И еще одна тайная забота одолевала Матюшкина, сказать о которой он, правда, почему-то не решился: Анатолий и без того, похоже, запутался теперь с этой девкой. Держать у себя — опасно, а отпускать — тем более. То можно было хоть на папашу как-то влиять, а теперь что? Так вот, забота Матюшкина заключалась в том, что уже практически подошедшие к своему логическому завершению переговоры о продаже лекарственных разработок по СПИДу и онкологии фирме «Медикал Рисёч», когда обе стороны уже пришли к согласию о цене, эти самые контакты вдруг по какой-то причине притормозились. Чего-то они там у себя темнить начали, вроде как бы еще раз подумать захотели… Это не бизнес, здесь уже пахнет какой-то провокацией. Все, что они захотели, им показали, откуда же появились сомнения? Может быть, дело временное? Но беда в том, что и двое агентов Матюшкина, которым было поручено решение данного вопроса, тоже ничего не понимали. Они обращались за советом к нему, а в принципе это он должен был спрашивать у них, в чем дело…

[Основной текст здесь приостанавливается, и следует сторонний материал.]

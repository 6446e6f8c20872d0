//! Handoff to the bot process

use std::path::Path;
use std::process::Command;
use std::sync::atomic::{AtomicBool, Ordering};
use std::sync::Arc;

use crate::config::PipelineConfig;
use crate::error::{ProvisionError, ProvisionResult};

/// How the bot process ended
#[derive(Debug, Clone, Copy, PartialEq, Eq)]
pub enum LaunchOutcome {
    /// The process exited on its own (`code` is `None` when killed by a signal)
    Exited { code: Option<i32> },
    /// The operator interrupted the bot
    StoppedByUser,
}

/// Starts the bot and waits for it
pub trait Launcher {
    /// Command line shown to the operator
    fn describe(&self) -> String;

    fn launch(&self, install_dir: &Path) -> ProvisionResult<LaunchOutcome>;
}

impl<T: Launcher + ?Sized> Launcher for &T {
    fn describe(&self) -> String {
        (**self).describe()
    }

    fn launch(&self, install_dir: &Path) -> ProvisionResult<LaunchOutcome> {
        (**self).launch(install_dir)
    }
}

/// Runs `<python> -m <module>` inside the installation directory with inherited stdio.
#[derive(Debug, Clone)]
pub struct BotLauncher {
    python: String,
    module: String,
    cancel: Arc<AtomicBool>,
}

impl BotLauncher {
    pub fn new(python: impl Into<String>, module: impl Into<String>, cancel: Arc<AtomicBool>) -> Self {
        Self {
            python: python.into(),
            module: module.into(),
            cancel,
        }
    }

    pub fn from_config(pipeline: &PipelineConfig, cancel: Arc<AtomicBool>) -> Self {
        Self::new(pipeline.python.clone(), pipeline.bot_module.clone(), cancel)
    }
}

impl Launcher for BotLauncher {
    fn describe(&self) -> String {
        format!("{} -m {}", self.python, self.module)
    }

    fn launch(&self, install_dir: &Path) -> ProvisionResult<LaunchOutcome> {
        // The child shares our terminal, so Ctrl+C reaches it directly;
        // the flag only tells us why it exited.
        let status = Command::new(&self.python)
            .arg("-m")
            .arg(&self.module)
            .current_dir(install_dir)
            .status()
            .map_err(|source| ProvisionError::Launch {
                program: self.describe(),
                source,
            })?;

        if self.cancel.load(Ordering::SeqCst) {
            return Ok(LaunchOutcome::StoppedByUser);
        }
        Ok(LaunchOutcome::Exited {
            code: status.code(),
        })
    }
}

#[cfg(all(test, unix))]
mod tests {
    use super::*;
    use tempfile::tempdir;

    #[test]
    fn describe_uses_module_flag() {
        let launcher = BotLauncher::new("python3", "colab_leecher", Arc::new(AtomicBool::new(false)));
        assert_eq!(launcher.describe(), "python3 -m colab_leecher");
    }

    #[test]
    fn missing_interpreter_is_launch_error() {
        let dir = tempdir().unwrap();
        let launcher = BotLauncher::new(
            "leechup-no-such-interpreter",
            "colab_leecher",
            Arc::new(AtomicBool::new(false)),
        );

        let err = launcher.launch(dir.path()).unwrap_err();
        assert!(matches!(err, ProvisionError::Launch { .. }));
    }

    /// Write an executable stand-in for the interpreter that ignores `-m <module>`.
    fn fake_interpreter(dir: &Path, body: &str) -> String {
        use std::os::unix::fs::PermissionsExt;

        let path = dir.join("fake-python");
        std::fs::write(&path, format!("#!/bin/sh\n{}", body)).unwrap();
        std::fs::set_permissions(&path, std::fs::Permissions::from_mode(0o755)).unwrap();
        path.to_string_lossy().into_owned()
    }

    #[test]
    fn runs_in_install_dir_and_reports_exit_code() {
        let bin = tempdir().unwrap();
        let install = tempdir().unwrap();
        std::fs::write(install.path().join("setup.sh"), "").unwrap();
        let python = fake_interpreter(bin.path(), "test -f setup.sh && exit 4\nexit 0\n");
        let launcher = BotLauncher::new(python, "colab_leecher", Arc::new(AtomicBool::new(false)));

        let outcome = launcher.launch(install.path()).unwrap();
        assert_eq!(outcome, LaunchOutcome::Exited { code: Some(4) });
    }

    #[test]
    fn cancel_flag_reports_stopped_by_user() {
        let bin = tempdir().unwrap();
        let install = tempdir().unwrap();
        let python = fake_interpreter(bin.path(), "exit 0\n");
        let launcher = BotLauncher::new(python, "colab_leecher", Arc::new(AtomicBool::new(true)));

        assert_eq!(
            launcher.launch(install.path()).unwrap(),
            LaunchOutcome::StoppedByUser
        );
    }
}
//! Test environment builder for isolated leechup runs.
//!
//! Every run gets its own content directory (standing in for `/content`)
//! and its own home, so no real config file or credentials leak in.

use std::path::{Path, PathBuf};
use std::process::{Command, Output};

use tempfile::TempDir;

/// Variables cleared before every run so the host environment cannot leak in.
const LEECHUP_VARS: &[&str] = &[
    "LEECHUP_API_ID",
    "LEECHUP_API_HASH",
    "LEECHUP_BOT_TOKEN",
    "LEECHUP_USER_ID",
    "LEECHUP_DUMP_ID",
    "LEECHUP_REPO_URL",
    "LEECHUP_STRICT_VERIFY",
    "LEECHUP_COLOR",
    "LEECHUP_ANIMATION",
];

/// Result of running the leechup binary
#[derive(Debug)]
pub struct TestResult {
    pub success: bool,
    pub exit_code: i32,
    pub stdout: String,
    pub stderr: String,
}

impl TestResult {
    pub fn combined_output(&self) -> String {
        format!("{}\n{}", self.stdout, self.stderr)
    }
}

/// Isolated content directory and home for one test.
pub struct TestEnv {
    pub content_dir: TempDir,
    pub home_dir: TempDir,
    bin: PathBuf,
}

impl TestEnv {
    pub fn new() -> Self {
        Self {
            content_dir: tempfile::tempdir().expect("Failed to create content dir"),
            home_dir: tempfile::tempdir().expect("Failed to create home dir"),
            bin: PathBuf::from(env!("CARGO_BIN_EXE_leechup")),
        }
    }

    /// Path relative to the content directory
    pub fn content_path(&self, relative: &str) -> PathBuf {
        self.content_dir.path().join(relative)
    }

    /// Default installation directory under the content directory
    pub fn install_dir(&self) -> PathBuf {
        self.content_path("TelegramLeech")
    }

    /// Create the artifacts a previous run would leave behind.
    pub fn seed_previous_run(&self) {
        self.write_content_file("sample_data/mnist_test.csv", "0,0,0\n");
        self.write_content_file("TelegramLeech/my_bot.session", "session");
        self.write_content_file("TelegramLeech/credentials.json", "{}");
    }

    pub fn write_content_file(&self, relative: &str, content: &str) {
        write_file(&self.content_path(relative), content);
    }

    /// Write a config file under the home directory and return its path.
    pub fn write_config(&self, toml: &str) -> PathBuf {
        let path = self.home_dir.path().join("leechup.toml");
        write_file(&path, toml);
        path
    }

    pub fn run(&self, args: &[&str]) -> TestResult {
        self.run_with_env(args, &[])
    }

    pub fn run_with_env(&self, args: &[&str], env_vars: &[(&str, &str)]) -> TestResult {
        let mut cmd = Command::new(&self.bin);
        cmd.current_dir(self.home_dir.path())
            .args(args)
            .arg("--no-animation")
            .env("HOME", self.home_dir.path())
            .env("XDG_CONFIG_HOME", self.home_dir.path().join(".config"))
            .env("LEECHUP_CONTENT_DIR", self.content_dir.path())
            .env("NO_COLOR", "1");
        for key in LEECHUP_VARS {
            cmd.env_remove(key);
        }
        for (key, value) in env_vars {
            cmd.env(key, value);
        }

        let output = cmd.output().expect("Failed to execute leechup");
        output_to_result(output)
    }
}

fn write_file(path: &Path, content: &str) {
    if let Some(parent) = path.parent() {
        std::fs::create_dir_all(parent).expect("Failed to create directories");
    }
    std::fs::write(path, content).expect("Failed to write file");
}

fn output_to_result(output: Output) -> TestResult {
    TestResult {
        success: output.status.success(),
        exit_code: output.status.code().unwrap_or(-1),
        stdout: String::from_utf8_lossy(&output.stdout).to_string(),
        stderr: String::from_utf8_lossy(&output.stderr).to_string(),
    }
}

И вот на этом несколько тревожном фоне обнаружилось, что генерал Игнатов как-то непонятно активизировал свои действия. Если, конечно, Матюшкин с Плешаковым правильно понимали суть диалога своих антиподов. Проанализировав еще раз ситуацию, Сергей Сергеевич решил самостоятельно, не посвящая в это дело пока Плешакова, предпринять решительный шаг. Он попросил помощника вызвать к нему в кабинет начальника управления Игнатова.
— Присаживайтесь, Александр Дмитриевич. Как самочувствие? Как настроение? На пенсию не собираетесь?
Игнатов удивленно вскинул брови: набор вопросов был самый недвусмысленный.
— Полагаете, пришло время? — с легкой издевательской улыбочкой спросил он, зная, что Матюшкин старше его на два года.
— Да вот, слышал, вы приболели…
— Нет, чувствую себя вполне. Чего, как говорится, и вам желаю, товарищ генерал-полковник.
— Очень хорошо. Значит, выслушаете без эмоций… Вот тут у меня имеется запись одного любопытного разговора. Впрочем, что я вам говорю, вы и сами, Александр Дмитриевич, голоса легко узнаете. Вот послушайте. — И Матюшкин нажал клавишу пуска на портативном магнитофоне.